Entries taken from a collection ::
• • • • •
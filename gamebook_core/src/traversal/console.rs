//! Console - Line-based input and output for a session

use std::io::{self, BufRead, Write};
use std::thread;
use std::time::Duration;

/// What kind of line is being shown, so front ends can style it
#[derive(Debug, Clone, Copy, PartialEq, Eq)]
pub enum Tone {
    Plain,
    /// Node text separators and section titles
    Heading,
    /// Blow-by-blow combat narration
    Combat,
    /// Player status block
    Status,
    /// Rejected input and structural problems
    Warning,
}

/// Where a session reads selections from and writes story text to
pub trait Console {
    /// Read one line without its terminator; `None` once input is exhausted
    fn read_line(&mut self) -> io::Result<Option<String>>;

    /// Write a full line
    fn show(&mut self, tone: Tone, line: &str) -> io::Result<()>;

    /// Write a prompt and leave the cursor after it
    fn prompt(&mut self, text: &str) -> io::Result<()>;

    /// Write a plain line
    fn say(&mut self, line: &str) -> io::Result<()> {
        self.show(Tone::Plain, line)
    }

    /// Pacing delay around narrated events
    fn pause(&mut self, delay: Duration) {
        if !delay.is_zero() {
            thread::sleep(delay);
        }
    }
}

/// Console over any buffered reader and writer
///
/// Ignores tones. Used with stdin/stdout or in-memory buffers.
#[derive(Debug)]
pub struct LineConsole<R, W> {
    input: R,
    output: W,
}

impl<R: BufRead, W: Write> LineConsole<R, W> {
    pub fn new(input: R, output: W) -> Self {
        LineConsole { input, output }
    }

    pub fn output(&self) -> &W {
        &self.output
    }

    pub fn into_output(self) -> W {
        self.output
    }
}

impl<R: BufRead, W: Write> Console for LineConsole<R, W> {
    fn read_line(&mut self) -> io::Result<Option<String>> {
        let mut line = String::new();
        if self.input.read_line(&mut line)? == 0 {
            return Ok(None);
        }
        Ok(Some(line.trim_end_matches(['\r', '\n']).to_string()))
    }

    fn show(&mut self, _tone: Tone, line: &str) -> io::Result<()> {
        writeln!(self.output, "{}", line)
    }

    fn prompt(&mut self, text: &str) -> io::Result<()> {
        write!(self.output, "{}", text)?;
        self.output.flush()
    }
}
//! Combat result table loading

use super::ConfigError;
use crate::combat::{CombatKey, CombatResultTable, DamageOutcome};
use serde::{Deserialize, Serialize};
use std::path::Path;

/// One authored row of the combat result table
#[derive(Debug, Clone, Serialize, Deserialize)]
pub struct CrtEntry {
    #[serde(rename = "RandNum")]
    pub rand_num: u8,
    #[serde(rename = "ComRatio")]
    pub com_ratio: i32,
    #[serde(rename = "EnemyLoss", default)]
    pub enemy_loss: u32,
    #[serde(rename = "PlayerLoss", default)]
    pub player_loss: u32,
    #[serde(rename = "IsKilled", default)]
    pub is_killed: bool,
}

/// Container for the table's rows
#[derive(Debug, Clone, Serialize, Deserialize)]
pub struct CrtDocument {
    pub results: Vec<CrtEntry>,
}

impl CrtDocument {
    /// Build the lookup table, rejecting rows that could never be looked up
    pub fn into_table(self) -> Result<CombatResultTable, ConfigError> {
        let mut table = CombatResultTable::new();
        for entry in self.results {
            let key = CombatKey::new(entry.rand_num, entry.com_ratio);
            if !key.in_domain() {
                return Err(ConfigError::ValidationError(format!(
                    "combat table entry out of range: RandNum {} ComRatio {}",
                    entry.rand_num, entry.com_ratio
                )));
            }
            table.insert(
                key,
                DamageOutcome {
                    enemy_loss: entry.enemy_loss,
                    player_loss: entry.player_loss,
                    is_killed: entry.is_killed,
                },
            );
        }

        let missing = table.missing_keys().len();
        if missing > 0 {
            tracing::warn!(missing, "combat table has gaps; those blows will deal no damage");
        }
        Ok(table)
    }
}

/// Load the combat result table from a TOML or JSON file
pub fn load_combat_table(path: &Path) -> Result<CombatResultTable, ConfigError> {
    let document: CrtDocument = super::load_document(path)?;
    document.into_table()
}

/// Load the combat result table from a TOML string
pub fn parse_combat_table(content: &str) -> Result<CombatResultTable, ConfigError> {
    let document: CrtDocument = super::parse_toml(content)?;
    document.into_table()
}
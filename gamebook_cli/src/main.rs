//! gamebook - Play a gamebook story in the terminal

mod terminal;

use clap::Parser;
use crossterm::style::Stylize;
use gamebook_core::config::ConfigError;
use gamebook_core::{
    Console, GameConfig, LineConsole, Pacing, RngRolls, RollSource, RuleError, RuleRegistry, RuleSettings, Session,
    SessionEnd, SessionError,
};
use rand::SeedableRng;
use rand_chacha::ChaCha8Rng;
use std::io;
use std::path::{Path, PathBuf};
use std::process::ExitCode;
use std::sync::Arc;
use terminal::TerminalConsole;
use thiserror::Error;
use tracing_subscriber::EnvFilter;

const DEFAULT_CRT_FILE: &str = "combat_result_table.toml";

/// Gamebook - Walk a story graph with combat, random rolls and gated choices
#[derive(Parser, Debug)]
#[command(name = "gamebook")]
#[command(about = "Play an interactive gamebook story")]
struct Args {
    /// Story file (TOML or JSON)
    #[arg(default_value = "story.toml")]
    story: PathBuf,

    /// Combat result table; defaults to combat_result_table.toml beside the story
    #[arg(long)]
    crt: Option<PathBuf>,

    /// Rule system to use instead of the one named in the story
    #[arg(long)]
    system: Option<String>,

    /// Random seed for reproducible runs
    #[arg(long)]
    seed: Option<u64>,

    /// Skip the pauses between combat blows
    #[arg(long, default_value_t = false)]
    no_delay: bool,

    /// Do not ask for action commands between nodes
    #[arg(long, default_value_t = false)]
    no_actions: bool,

    /// Plain output without colours
    #[arg(long, default_value_t = false)]
    plain: bool,

    /// Log engine decisions to stderr
    #[arg(long, short = 'v', default_value_t = false)]
    verbose: bool,
}

#[derive(Error, Debug)]
enum AppError {
    #[error("Failed to load story: {0}")]
    Config(#[from] ConfigError),
    #[error(transparent)]
    Rules(#[from] RuleError),
    #[error(transparent)]
    Session(#[from] SessionError),
}

fn main() -> ExitCode {
    let args = Args::parse();

    let env = std::env::var(EnvFilter::DEFAULT_ENV).ok();
    tracing_subscriber::fmt()
        .with_writer(io::stderr)
        .with_env_filter(log_filter(args.verbose, env.as_deref()))
        .init();

    match run(&args) {
        Ok(end) => {
            tracing::info!(node = %end.node, defeated = end.player_defeated, "session finished");
            ExitCode::SUCCESS
        }
        Err(e) => {
            tracing::error!(error = %e, "session halted");
            eprintln!("{} {}", "error:".red().bold(), e);
            ExitCode::FAILURE
        }
    }
}

/// `RUST_LOG` when set, otherwise warn (debug with `--verbose`)
fn log_filter(verbose: bool, env: Option<&str>) -> EnvFilter {
    let level = if verbose { tracing::Level::DEBUG } else { tracing::Level::WARN };
    EnvFilter::builder()
        .with_default_directive(level.into())
        .parse_lossy(env.unwrap_or_default())
}

fn run(args: &Args) -> Result<SessionEnd, AppError> {
    let config = GameConfig::load(&args.story)?;
    let graph = Arc::new(config.story()?);
    let player = config.player();
    tracing::info!(nodes = graph.len(), start = %graph.start(), "story loaded");

    let system = args.system.as_deref().unwrap_or(&config.system);
    let settings = RuleSettings {
        crt_path: args.crt.clone().unwrap_or_else(|| crt_beside(&args.story)),
        table: None,
        rolls: roll_source(args.seed),
        pacing: if args.no_delay { Pacing::none() } else { Pacing::default() },
    };

    let registry = RuleRegistry::with_defaults();
    let mut rules = registry.create(system, settings)?;
    rules.initialize(&config)?;
    tracing::info!(system = rules.name(), "rule system ready");

    let mut session = Session::new(graph, rules, player).with_action_prompt(!args.no_actions);
    let mut console: Box<dyn Console> = if args.plain {
        Box::new(LineConsole::new(io::stdin().lock(), io::stdout()))
    } else {
        Box::new(TerminalConsole::new())
    };
    Ok(session.run(console.as_mut())?)
}

fn crt_beside(story: &Path) -> PathBuf {
    story
        .parent()
        .map(|dir| dir.join(DEFAULT_CRT_FILE))
        .unwrap_or_else(|| PathBuf::from(DEFAULT_CRT_FILE))
}

fn roll_source(seed: Option<u64>) -> Box<dyn RollSource> {
    match seed {
        Some(seed) => Box::new(RngRolls::new(ChaCha8Rng::seed_from_u64(seed))),
        None => Box::new(RngRolls::from_entropy()),
    }
}
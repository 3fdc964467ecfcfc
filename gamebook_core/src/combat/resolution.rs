//! Combat resolution - Turn a skill differential and a roll into damage

use super::dice::RollSource;
use super::table::{CombatKey, CombatResultTable, DamageOutcome, MAX_RATIO, MIN_RATIO};
use std::sync::Arc;

/// Clamp a raw combat ratio into the table's domain
///
/// Values at or below -11 collapse to -11, values at or above 11 collapse
/// to 11, everything in between passes through.
pub fn normalize_ratio(ratio: i32) -> i32 {
    ratio.clamp(MIN_RATIO, MAX_RATIO)
}

/// Everything a single blow produced
#[derive(Debug, Clone, Copy, PartialEq, Eq)]
pub struct Resolution {
    /// The key that was looked up
    pub key: CombatKey,
    /// Damage to apply to both sides
    pub outcome: DamageOutcome,
    /// False when the table had no entry and a zero outcome was substituted
    pub table_hit: bool,
}

/// Resolves blows against a shared combat result table
#[derive(Debug, Clone)]
pub struct CombatResolver {
    table: Arc<CombatResultTable>,
}

impl CombatResolver {
    pub fn new(table: Arc<CombatResultTable>) -> Self {
        CombatResolver { table }
    }

    /// Resolve one blow, drawing the roll from the session's source
    ///
    /// Pure with respect to both combatants: the caller applies the losses.
    pub fn resolve<R: RollSource + ?Sized>(
        &self,
        player_skill: i32,
        enemy_skill: i32,
        rolls: &mut R,
    ) -> Resolution {
        let roll = rolls.roll();
        self.resolve_with_roll(player_skill, enemy_skill, roll)
    }

    /// Resolve one blow with a known roll (for replays and deterministic testing)
    pub fn resolve_with_roll(&self, player_skill: i32, enemy_skill: i32, roll: u8) -> Resolution {
        let ratio = normalize_ratio(player_skill.saturating_sub(enemy_skill));
        let key = CombatKey::new(roll, ratio);

        match self.table.get(&key) {
            Some(outcome) => Resolution {
                key,
                outcome: *outcome,
                table_hit: true,
            },
            None => {
                tracing::warn!(roll, ratio, "no combat table entry; blow deals no damage");
                Resolution {
                    key,
                    outcome: DamageOutcome::zero(),
                    table_hit: false,
                }
            }
        }
    }
}
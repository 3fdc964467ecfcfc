//! Terminal console - Styled story output on stdin/stdout

use crossterm::style::Stylize;
use gamebook_core::{Console, Tone};
use std::io::{self, BufRead, StdinLock, Stdout, Write};

/// Console that colours each line by tone
pub struct TerminalConsole {
    input: StdinLock<'static>,
    output: Stdout,
}

impl TerminalConsole {
    pub fn new() -> Self {
        TerminalConsole {
            input: io::stdin().lock(),
            output: io::stdout(),
        }
    }
}

impl Default for TerminalConsole {
    fn default() -> Self {
        Self::new()
    }
}

impl Console for TerminalConsole {
    fn read_line(&mut self) -> io::Result<Option<String>> {
        let mut line = String::new();
        if self.input.read_line(&mut line)? == 0 {
            return Ok(None);
        }
        Ok(Some(line.trim_end_matches(['\r', '\n']).to_string()))
    }

    fn show(&mut self, tone: Tone, line: &str) -> io::Result<()> {
        let mut out = self.output.lock();
        match tone {
            Tone::Plain => writeln!(out, "{}", line),
            Tone::Heading => writeln!(out, "{}", line.bold().cyan()),
            Tone::Combat => writeln!(out, "{}", line.red()),
            Tone::Status => writeln!(out, "{}", line.green()),
            Tone::Warning => writeln!(out, "{}", line.yellow()),
        }
    }

    fn prompt(&mut self, text: &str) -> io::Result<()> {
        let mut out = self.output.lock();
        write!(out, "{}", text.bold())?;
        out.flush()
    }
}
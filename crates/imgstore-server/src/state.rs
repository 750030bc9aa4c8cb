use std::fmt;

use secrecy::SecretString;

use crate::repository::ImageRepository;
use crate::storage::ImageStore;

/// Database used when `DATABASE_URL` is unset.
pub const DEFAULT_DATABASE_URL: &str = "sqlite://imgstore.db?mode=rwc";

/// Runtime settings read from the environment.
///
/// Locally reads from `.env` via dotenvy, in a container from the
/// environment the image was started with.
///
/// `database_url` may carry credentials and is wrapped in [`SecretString`]
/// to keep it out of logs and debug output.
#[derive(Clone)]
pub struct AppConfig {
    pub database_url: SecretString,
}

impl fmt::Debug for AppConfig {
    fn fmt(&self, f: &mut fmt::Formatter<'_>) -> fmt::Result {
        f.debug_struct("AppConfig")
            .field("database_url", &"[REDACTED]")
            .finish()
    }
}

impl AppConfig {
    /// Load settings from the environment, falling back to defaults.
    pub fn load() -> Self {
        // Attempt to load .env file (silently ignore if not found)
        let dotenv_loaded = dotenvy::dotenv().is_ok();
        tracing::debug!(dotenv = dotenv_loaded, "loading AppConfig");

        let database_url = std::env::var("DATABASE_URL")
            // arch-lint: allow(no-silent-result-drop) reason="an unset DATABASE_URL selects the local SQLite default"
            .ok()
            .filter(|url| !url.trim().is_empty())
            .unwrap_or_else(|| DEFAULT_DATABASE_URL.to_owned());

        Self {
            database_url: SecretString::from(database_url),
        }
    }

    pub fn with_database_url(url: &str) -> Self {
        Self {
            database_url: SecretString::from(url.to_owned()),
        }
    }
}

/// Shared by every request handler.
#[derive(Debug, Clone)]
pub struct AppState {
    pub store: ImageStore,
    pub repo: ImageRepository,
    pub max_upload_bytes: u64,
}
• • • • •
What the exercise asks :: Please restate the records word for word. Go from the first line to the line with "and structural problems" and include both.

Task solution ::
filename gamebook_core/src/traversal/console.rs
//! Console - Line-based input and output for a session

use std::io::{self, BufRead, Write};
use std::thread;
use std::time::Duration;

/// What kind of line is being shown, so front ends can style it
#[derive(Debug, Clone, Copy, PartialEq, Eq)]
pub enum Tone {
    Plain,
    /// Node text separators and section titles
    Heading,
    /// Blow-by-blow combat narration
    Combat,
    /// Player status block
    Status,
    /// Rejected input and structural problems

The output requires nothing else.